Gleditsch and Ward Interstate System: An alternative list of states in the system described in a 1999 International Interactions article, based on somewhat different coding rules from the COW system and with somewhat different dates for many states. The authors provide a list of qualifying states, a list of microstates, and documentation on each case that is included.
- Spatial-Temporal Domain: Entire world, 1816-2002
- Variables Included: State number, name, and abbreviation; dates of system entry and exit.
EUGene Software: Expected Utility Generation and data management program, written by D. Scott Bennett and Allan Stam; this is a Windows-only program that generates data sets for the study of international conflict, with a variety of commonly used variables. More data sets and variables are added frequently, so this list may not be complete -- please check the official EUGene web site for the latest list and any updates.
- Spatial-Temporal Domain: EUGene can generate data sets at the directed-dyad year, non directed-dyad year, country-year, and directed-dispute dyad unit of analysis, 1816-1993 (or any subset of this time period, including contiguous, major power, or "politically relevant" dyads)
- Variables Included: EUGene can generate data sets with expected utility data and risk scores, tau-b scores, Polity democracy and democratization data, COW capabilities and alliance data, contiguity and distance between countries, and COW militarized dispute and/or war data (perhaps among others -- the EUGene web site indicates any additions to this list).
Russett/Oneal Triangulating Peace data: Replication data for Bruce Russett and John Oneal's 2001 book. These data sets have been widely used by other scholars as a starting point for their own analyses. The above link is to the STATA version of the data; they also provide an ASCII version
- Spatial-Temporal Domain: Varies by data set; generally includes the entire international system for the 1950-1989 period.
- Variables Included: Varies by data set; generally includes data on international system membership, trade, alliances, international organization membership, civilizational identity, and various control variables.
ICOW Historical State Names data: From the Issue Correlates of War, or ICOW, Project. This file contains a PDF document with alternative names for nation-states in the COW interstate system, including traditional names, alternate spellings of common names, foreign spellings, and some colonial-era names. This data set is important for scholars attempting to code historical data, as many older source materials use country names that are no longer used or understood, meaning that coders might ignore or mis-code data.
- Spatial-Temporal Domain: entire world, 1816-2001 (approximately; this is intended to be a supplement to the latest version of the COW interstate system, which is available above)
- Variables Included: COW country code and name, alternative names for state
ICOW Colonial History data: From the ICOW Project. This file lists each nation-state's colonial rulers as well as dates and processes of independence.

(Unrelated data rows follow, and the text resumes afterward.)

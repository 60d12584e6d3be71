//! Runtime event stream payloads.

use crate::types::{CardId, DeckId};

/// Events emitted from the single-writer ledger loop.
#[derive(Debug, Clone, PartialEq, Eq)]
pub enum DeckEvent {
    /// A deck was created.
    DeckCreated {
        /// New deck id.
        deck_id: DeckId,
    },
    /// A card was added or its quantity incremented.
    CardAdded {
        /// Target deck.
        deck_id: DeckId,
        /// Added card.
        card_id: CardId,
        /// Quantity after the add.
        qty: u32,
    },
    /// A card link was removed from a deck.
    CardRemoved {
        /// Target deck.
        deck_id: DeckId,
        /// Removed card.
        card_id: CardId,
    },
}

This data file is an Excel spreadsheet and a CSV comma-delimited file, and the enclosed documentation is an RTF word processing document; the folder containing these two files is compressed in ZIP format.
- Spatial-Temporal Domain: entire world, 1816-2004 (approximately; this is intended to be a supplement to the latest version of the COW interstate system, which is available above)
- Variables Included: COW country code and name, dates of interstate system membership, name of colonial ruler, date and process of independence (including comparable data from the COW Territorial Change and Polity 2 data sets as well as ICOW).
List of Stamp-Issuing Entities: From Linn's Stamp Magazine; technically not an academic data resource, but nonetheless an informative analysis of the numerous entities -- including states, dependencies, quasi-states, and others -- that have issued stamps at various times in the last two centuries. Most entities' entries have useful information about histories, colonial rule, dates of independence, and similar topics. Linn's also provides a country name cross-index to help trace names that have changed over time.
- Spatial-Temporal Domain: unclear (apparently covering the time since stamps were first issued)
- Variables Included: none (textual description of each entity's history)
Independent States in the World and Dependencies and Areas of Special Sovereignty: Lists from the U.S. State Department.
- Spatial-Temporal Domain: current
- Variables Included: none (list of cases)
UNEP Islands Home Page and Island Directory Home Page: Lists of islands arranged by country and by island name.
- Spatial-Temporal Domain: current
- Variables Included: Island area, elevation, geological characteristics, environmental characteristics (such as native species), population density, human impact.
State Capabilities
This heading is meant to cover general compilations of data on states' capabilities. Data sets on specific dimensions of capabilities are listed elsewhere on this data site, such as economic data, environmental data, and social and demographic data.
COW National Material Capabilities data: From the Correlates of War project.
- Spatial-Temporal Domain: COW interstate system, 1816-2001
- Variables Included: Military capabilities: military personnel and military expenditures; Industrial capabilities: iron/steel production and energy consumption; demographic capabilities: total population and urban population.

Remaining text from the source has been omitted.